*How to complete this task*
From the entries below, copy every line where the string "trimmed" appears.

*Records shown*
··········

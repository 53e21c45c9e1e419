use crate::error::Result;

/// A single-peer byte link.
///
/// Reads are non-blocking: `read_byte` returns `None` when nothing is
/// buffered and the caller polls again on its next scheduling slot.
pub trait ByteTransport {
    /// Take the next received byte, if one is available.
    fn read_byte(&mut self) -> Option<u8>;

    /// Queue bytes for transmission.
    ///
    /// Writes are all-or-nothing: on error no byte of `bytes` was queued.
    fn write(&mut self, bytes: &[u8]) -> Result<()>;
}

impl<T: ByteTransport + ?Sized> ByteTransport for &mut T {
    fn read_byte(&mut self) -> Option<u8> {
        (**self).read_byte()
    }

    fn write(&mut self, bytes: &[u8]) -> Result<()> {
        (**self).write(bytes)
    }
}
mod cmd;
mod config;
mod exit;
mod logging;
mod output;

use clap::Parser;

use crate::cmd::Command;
use crate::logging::{init_logging, LogFormat, LogLevel};
use crate::output::OutputFormat;

#[derive(Parser, Debug)]
#[command(name = "ventlink", version, about = "Ventilator serial link toolkit")]
struct Cli {
    /// Output format.
    #[arg(long, value_name = "FORMAT", global = true)]
    format: Option<OutputFormat>,

    /// Log output format (stderr).
    #[arg(long, value_name = "FORMAT", default_value = "text", global = true)]
    log_format: LogFormat,

    /// Minimum log level (stderr).
    #[arg(
        long,
        value_name = "LEVEL",
        default_value = "warn",
        env = "VENTLINK_LOG_LEVEL",
        global = true
    )]
    log_level: LogLevel,

    #[command(subcommand)]
    command: Command,
}

fn main() {
    let cli = Cli::parse();
    init_logging(cli.log_format, cli.log_level);

    let format = cli.format.unwrap_or_else(OutputFormat::default_for_stdout);
    let result = cmd::run(cli.command, format);

    match result {
        Ok(code) => std::process::exit(code),
        Err(err) => {
            eprintln!("error: {err}");
            std::process::exit(err.code);
        }
    }
}
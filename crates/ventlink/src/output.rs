use std::fmt::Write as _;
use std::io::{IsTerminal, Write};

use clap::ValueEnum;
use comfy_table::{presets::UTF8_FULL, ContentArrangement, Table};
use serde::Serialize;

use crate::exit::{CliError, CliResult};

#[derive(Clone, Debug, Copy, PartialEq, Eq, ValueEnum)]
pub enum OutputFormat {
    Json,
    Table,
    Pretty,
    Raw,
}

impl OutputFormat {
    pub fn default_for_stdout() -> Self {
        if std::io::stdout().is_terminal() {
            Self::Table
        } else {
            Self::Json
        }
    }
}

pub fn print_json<T: Serialize>(value: &T) {
    println!(
        "{}",
        serde_json::to_string(value).unwrap_or_else(|_| "{}".to_string())
    );
}

pub fn print_table<I, R>(header: &[&str], rows: I)
where
    I: IntoIterator<Item = R>,
    R: IntoIterator<Item = String>,
{
    let mut table = Table::new();
    table
        .load_preset(UTF8_FULL)
        .set_content_arrangement(ContentArrangement::Dynamic)
        .set_header(header.to_vec());
    for row in rows {
        table.add_row(row.into_iter().collect::<Vec<_>>());
    }
    println!("{table}");
}

pub fn print_raw(data: &[u8]) {
    let mut out = std::io::stdout();
    let _ = out.write_all(data);
    let _ = out.flush();
}

/// Lowercase hex without separators.
pub fn to_hex(bytes: &[u8]) -> String {
    let mut out = String::with_capacity(bytes.len() * 2);
    for byte in bytes {
        let _ = write!(out, "{byte:02x}");
    }
    out
}

/// Parse hex digits, ignoring whitespace, `:` separators and a `0x` prefix.
pub fn parse_hex(input: &str) -> CliResult<Vec<u8>> {
    let trimmed = input.trim();
    let trimmed = trimmed
        .strip_prefix("0x")
        .or_else(|| trimmed.strip_prefix("0X"))
        .unwrap_or(trimmed);
    let digits: Vec<u8> = trimmed
        .bytes()
        .filter(|b| !b.is_ascii_whitespace() && *b != b':')
        .collect();
    if digits.len() % 2 != 0 {
        return Err(CliError::usage("hex input has an odd number of digits"));
    }

    digits
        .chunks_exact(2)
        .map(|pair| {
            let text = std::str::from_utf8(pair)
                .map_err(|_| CliError::usage("hex input is not ASCII"))?;
            u8::from_str_radix(text, 16)
                .map_err(|_| CliError::usage(format!("invalid hex byte `{text}`")))
        })
        .collect()
}
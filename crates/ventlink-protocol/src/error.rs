/// Errors from the integrity (CRC) layer.
#[derive(Debug, Clone, Copy, PartialEq, Eq, thiserror::Error)]
pub enum IntegrityError {
    /// The body is shorter than the checksum header, or longer than the payload buffer.
    #[error("cannot parse integrity element from {len} bytes")]
    InvalidParse { len: usize },

    /// The checksum in the header does not match the payload.
    #[error("crc mismatch (received {received:#010x}, computed {computed:#010x})")]
    InvalidCrc { received: u32, computed: u32 },

    /// The element does not fit the output buffer.
    #[error("integrity element does not fit ({size} bytes, capacity {capacity})")]
    InvalidLength { size: usize, capacity: usize },
}

/// Errors from the sequenced datagram layer.
#[derive(Debug, Clone, Copy, PartialEq, Eq, thiserror::Error)]
pub enum DatagramError {
    /// The body is shorter than the datagram header, or longer than the payload buffer.
    #[error("cannot parse datagram from {len} bytes")]
    InvalidParse { len: usize },

    /// The length field disagrees with the received payload size.
    #[error("datagram length field {declared} does not match payload size {actual}")]
    LengthMismatch { declared: u8, actual: usize },

    /// The sequence number is not the one expected next.
    #[error("datagram sequence {received} received, {expected} expected")]
    InvalidSequence { expected: u8, received: u8 },

    /// The datagram does not fit the output buffer.
    #[error("datagram does not fit ({size} bytes, capacity {capacity})")]
    InvalidLength { size: usize, capacity: usize },
}

/// Errors from a per-kind schema codec.
#[derive(Debug, Clone, Copy, PartialEq, Eq, thiserror::Error)]
pub enum CodecError {
    /// The encoded value does not fit the output buffer.
    #[error("encoded value does not fit")]
    BufferFull,

    /// The input is not a valid encoding of the kind.
    #[error("malformed encoding")]
    Malformed,

    /// The payload does not hold the kind this codec handles.
    #[error("payload kind does not match codec")]
    KindMismatch,
}

/// Errors from the typed message layer.
#[derive(Debug, Clone, Copy, PartialEq, Eq, thiserror::Error)]
pub enum MessageError {
    /// The input is empty, or the encoded message does not fit.
    #[error("invalid message length")]
    InvalidLength,

    /// The type code has no schema in the descriptor table.
    #[error("unrecognized message type {0}")]
    InvalidType(u8),

    /// The schema codec rejected the payload.
    #[error("invalid message encoding: {0}")]
    InvalidEncoding(#[source] CodecError),
}

/// Errors from building a broadcast schedule.
#[derive(Debug, Clone, Copy, PartialEq, Eq, thiserror::Error)]
pub enum ScheduleError {
    /// A schedule needs at least one entry.
    #[error("schedule is empty")]
    Empty,

    /// More entries than the scheduler can hold.
    #[error("schedule has {count} entries, capacity {capacity}")]
    TooManyEntries { count: usize, capacity: usize },
}
//! Postcard schema codecs and the descriptor table.

use core::marker::PhantomData;

use ventlink_protocol::{CodecError, Descriptor, SchemaCodec};

use crate::states::{
    AlarmLimits, AlarmLimitsRequest, CycleMeasurements, Parameters, ParametersRequest,
    SensorMeasurements, StateKind, StateSegment,
};

/// Encodes one state kind with `postcard`.
pub struct PostcardSchema<T>(PhantomData<fn() -> T>);

impl<T> PostcardSchema<T> {
    pub const fn new() -> Self {
        Self(PhantomData)
    }
}

impl<T> Default for PostcardSchema<T> {
    fn default() -> Self {
        Self::new()
    }
}

impl<T: StateKind> SchemaCodec<StateSegment> for PostcardSchema<T> {
    fn encode(&self, payload: &StateSegment, output: &mut [u8]) -> Result<usize, CodecError> {
        let value = T::from_segment(payload).ok_or(CodecError::KindMismatch)?;
        match postcard::to_slice(value, output) {
            Ok(used) => Ok(used.len()),
            Err(postcard::Error::SerializeBufferFull) => Err(CodecError::BufferFull),
            Err(err) => {
                tracing::debug!(kind = %T::TYPE, error = %err, "postcard encode failed");
                Err(CodecError::Malformed)
            }
        }
    }

    fn decode(&self, input: &[u8], payload: &mut StateSegment) -> Result<(), CodecError> {
        match postcard::take_from_bytes::<T>(input) {
            Ok((value, [])) => {
                *payload = value.into();
                Ok(())
            }
            Ok((_, rest)) => {
                tracing::debug!(kind = %T::TYPE, trailing = rest.len(), "trailing bytes after state");
                Err(CodecError::Malformed)
            }
            Err(err) => {
                tracing::debug!(kind = %T::TYPE, error = %err, "postcard decode failed");
                Err(CodecError::Malformed)
            }
        }
    }

    fn default_payload(&self) -> StateSegment {
        T::default().into()
    }
}

static SENSOR_MEASUREMENTS: PostcardSchema<SensorMeasurements> = PostcardSchema::new();
static CYCLE_MEASUREMENTS: PostcardSchema<CycleMeasurements> = PostcardSchema::new();
static PARAMETERS: PostcardSchema<Parameters> = PostcardSchema::new();
static PARAMETERS_REQUEST: PostcardSchema<ParametersRequest> = PostcardSchema::new();
static ALARM_LIMITS: PostcardSchema<AlarmLimits> = PostcardSchema::new();
static ALARM_LIMITS_REQUEST: PostcardSchema<AlarmLimitsRequest> = PostcardSchema::new();

/// Descriptor table; the index is the message type code.
pub static DESCRIPTORS: [Descriptor<StateSegment>; 8] = [
    Descriptor::Unrecognized,
    Descriptor::Unrecognized,
    Descriptor::Schema(&SENSOR_MEASUREMENTS),
    Descriptor::Schema(&CYCLE_MEASUREMENTS),
    Descriptor::Schema(&PARAMETERS),
    Descriptor::Schema(&PARAMETERS_REQUEST),
    Descriptor::Schema(&ALARM_LIMITS),
    Descriptor::Schema(&ALARM_LIMITS_REQUEST),
];
//! Pumps a [`Backend`] over a byte transport.

use ventlink_frame::ChunkBuffer;
use ventlink_protocol::Crc32;
use ventlink_transport::ByteTransport;

use crate::backend::{Backend, OutputStatus, Received};
use crate::error::Result;
use crate::states::{MessageType, StateStore};

/// Connects a backend to a serial link.
///
/// Call [`receive`](Self::receive), [`update_clock`](Self::update_clock) and
/// [`send`](Self::send) from the control loop. None of them block.
#[derive(Debug)]
pub struct LinkDriver<T, C, S> {
    transport: T,
    backend: Backend<C, S>,
    send_buffer: ChunkBuffer,
}

impl<T: ByteTransport, C: Crc32 + Clone, S: StateStore> LinkDriver<T, C, S> {
    pub fn new(transport: T, backend: Backend<C, S>) -> Self {
        Self {
            transport,
            backend,
            send_buffer: ChunkBuffer::new(),
        }
    }

    /// Drain every byte currently available from the transport.
    ///
    /// Returns the number of messages applied to the state store.
    pub fn receive(&mut self) -> usize {
        self.receive_with(|_, _| {})
    }

    /// Like [`receive`](Self::receive), calling `on_applied` after each
    /// message is written to the state store.
    ///
    /// Rejected frames are logged and skipped.
    pub fn receive_with<F>(&mut self, mut on_applied: F) -> usize
    where
        F: FnMut(MessageType, &S),
    {
        let mut applied = 0;
        while let Some(byte) = self.transport.read_byte() {
            match self.backend.input(byte) {
                Ok(Received::Waiting) => {}
                Ok(Received::Applied(kind)) => {
                    applied += 1;
                    on_applied(kind, self.backend.states());
                }
                Err(err) => tracing::debug!(error = %err, "input rejected"),
            }
        }
        applied
    }

    /// Advance the broadcast schedule.
    pub fn update_clock(&mut self, current_time: u32) -> Option<MessageType> {
        self.backend.update_clock(current_time)
    }

    /// Write the pending frame, if any, to the transport.
    pub fn send(&mut self) -> Result<OutputStatus> {
        if self.backend.output(&mut self.send_buffer)? == OutputStatus::Waiting {
            return Ok(OutputStatus::Waiting);
        }
        self.transport.write(&self.send_buffer)?;
        tracing::trace!(len = self.send_buffer.len(), "frame sent");
        Ok(OutputStatus::Available)
    }

    pub fn backend(&self) -> &Backend<C, S> {
        &self.backend
    }

    pub fn backend_mut(&mut self) -> &mut Backend<C, S> {
        &mut self.backend
    }

    pub fn transport(&self) -> &T {
        &self.transport
    }

    pub fn transport_mut(&mut self) -> &mut T {
        &mut self.transport
    }

    pub fn into_parts(self) -> (T, Backend<C, S>) {
        (self.transport, self.backend)
    }
}
//! Cyclic state broadcast schedule.
//!
//! The scheduler walks a fixed list of entries. Only the entry under the
//! cursor accumulates elapsed ticks; once it has waited its `interval`, its
//! kind is reported as due and the cursor moves on. Ticks beyond the
//! interval are not carried over to the next entry.

use heapless::Vec;

use crate::error::ScheduleError;

/// How long to wait on `kind` before it is broadcast.
#[derive(Debug, Clone, Copy, PartialEq, Eq)]
#[cfg_attr(feature = "serde", derive(serde::Serialize, serde::Deserialize))]
pub struct ScheduleEntry<K> {
    /// Ticks spent on this entry before it is due.
    pub interval: u32,
    pub kind: K,
}

impl<K> ScheduleEntry<K> {
    pub const fn new(interval: u32, kind: K) -> Self {
        Self { interval, kind }
    }
}

#[derive(Debug, Clone)]
pub struct Scheduler<K, const N: usize> {
    entries: Vec<ScheduleEntry<K>, N>,
    cursor: usize,
    elapsed: u32,
}

impl<K: Clone, const N: usize> Scheduler<K, N> {
    /// Build a scheduler over `entries`, starting at the first one.
    pub fn new(entries: &[ScheduleEntry<K>]) -> Result<Self, ScheduleError> {
        if entries.is_empty() {
            return Err(ScheduleError::Empty);
        }
        let entries = Vec::from_slice(entries).map_err(|_| ScheduleError::TooManyEntries {
            count: entries.len(),
            capacity: N,
        })?;
        Ok(Self {
            entries,
            cursor: 0,
            elapsed: 0,
        })
    }

    /// Account for one tick.
    pub fn advance(&mut self) -> Option<K> {
        self.advance_by(1)
    }

    /// Account for `ticks` elapsed ticks, returning the kind that became due.
    ///
    /// At most one entry fires per call.
    pub fn advance_by(&mut self, ticks: u32) -> Option<K> {
        let entry = self.entries.get(self.cursor)?;
        self.elapsed = self.elapsed.saturating_add(ticks);
        if self.elapsed < entry.interval {
            return None;
        }

        let kind = entry.kind.clone();
        self.elapsed = 0;
        self.cursor = (self.cursor + 1) % self.entries.len();
        tracing::trace!(cursor = self.cursor, "schedule entry due");
        Some(kind)
    }

    pub fn entries(&self) -> &[ScheduleEntry<K>] {
        &self.entries
    }

    /// Index of the entry currently waiting.
    pub fn cursor(&self) -> usize {
        self.cursor
    }

    /// Ticks accumulated on the current entry.
    pub fn elapsed(&self) -> u32 {
        self.elapsed
    }

    /// Return to the first entry with nothing elapsed.
    pub fn reset(&mut self) {
        self.cursor = 0;
        self.elapsed = 0;
    }
}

··········

*Result of the exercise*
    let trimmed = input.trim();
    let trimmed = trimmed
        .or_else(|| trimmed.strip_prefix("0X"))
        .unwrap_or(trimmed);
    let digits: Vec<u8> = trimmed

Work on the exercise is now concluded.